CHEN Liang, ZHANG Junchi, WANG Na, LI Xia, CHEN Yuhuan   

  1. Shenzhen Key Lab of Advanced Communications and Information Processing, College of Information Engineering, Shenzhen University, Shenzhen, Guangdong 518060, China
  • Online:2017-05-01 Published:2017-05-15

基于深度信念网络的在线视频热度预测

陈  亮,张俊池,王  娜,李  霞,陈宇环   

  1. 深圳大学 信息工程学院,深圳市现代通信与信息处理重点实验室,广东 深圳 518060

Abstract: Concerning the issue of traditional prediction model, this paper proposes a Deep Belief Networks(DBNs)based approach to predict the popularity of online videos. By modeling users’ attention with the information extracted from social network and search engine, it studies its feature selection method and the optimization of DBN’s parameters.

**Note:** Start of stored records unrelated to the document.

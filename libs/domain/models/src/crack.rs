// [libs/domain/models/src/crack.rs]
//! A single recovered plaintext, decoded from the cracker's tailed
//! output file.

use serde::{Deserialize, Serialize};

#[derive(Debug, Clone, Serialize, Deserialize, PartialEq, Eq)]
pub struct CrackResult {
    pub timestamp: i64,
    /// The original hash, with any embedded colons preserved.
    pub hash: String,
    pub plaintext: String,
}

Based on the data collected from one large-scale online video service provider, it implements experiments to evaluate the proposed approaches. The results show that DBN-based prediction obtains the highest performance up to 79.47%(for domestic TV drama)and 65. 33%(for foreign TV drama). The prediction strategy can help provide decision-making information for risk assessment, publicity affair, and investment of online videos.

Key words: deep learning, online video service, popularity prediction, deep belief network, restricted Boltzmann machine

摘要: 针对在线视频热度预测研究中分类及预测效果欠佳,规则化较多和较缺乏实践检验等问题,通过对实际在线视频服务系统所采集的海量数据研究,提出一种基于深度信念网络(Deep Belief Networks,DBNs)的视频热度预测方法。首先,结合社交网络的关注度和视频关键词的搜索热度,对影响因子进行了建模和量化处理;其次,根据输入和输出变量确定了DBNs各层网络的结构,优化了网络参数和预测模型;最后,通过在线视频服务商的数据对深度信念网络进行训练,并多次交叉实验对比分析,结果表明基于DBNs方法在视频热度预测上准确率最高79.47%(国内视频)、65.33%(国外视频),可以为在线视频上映前的投资、宣传以及风险评估提供较全面可靠的参考决策。

关键词: 深度学习, 在线视频服务, 热度预测, 深度信念网络, 受限玻尔兹曼机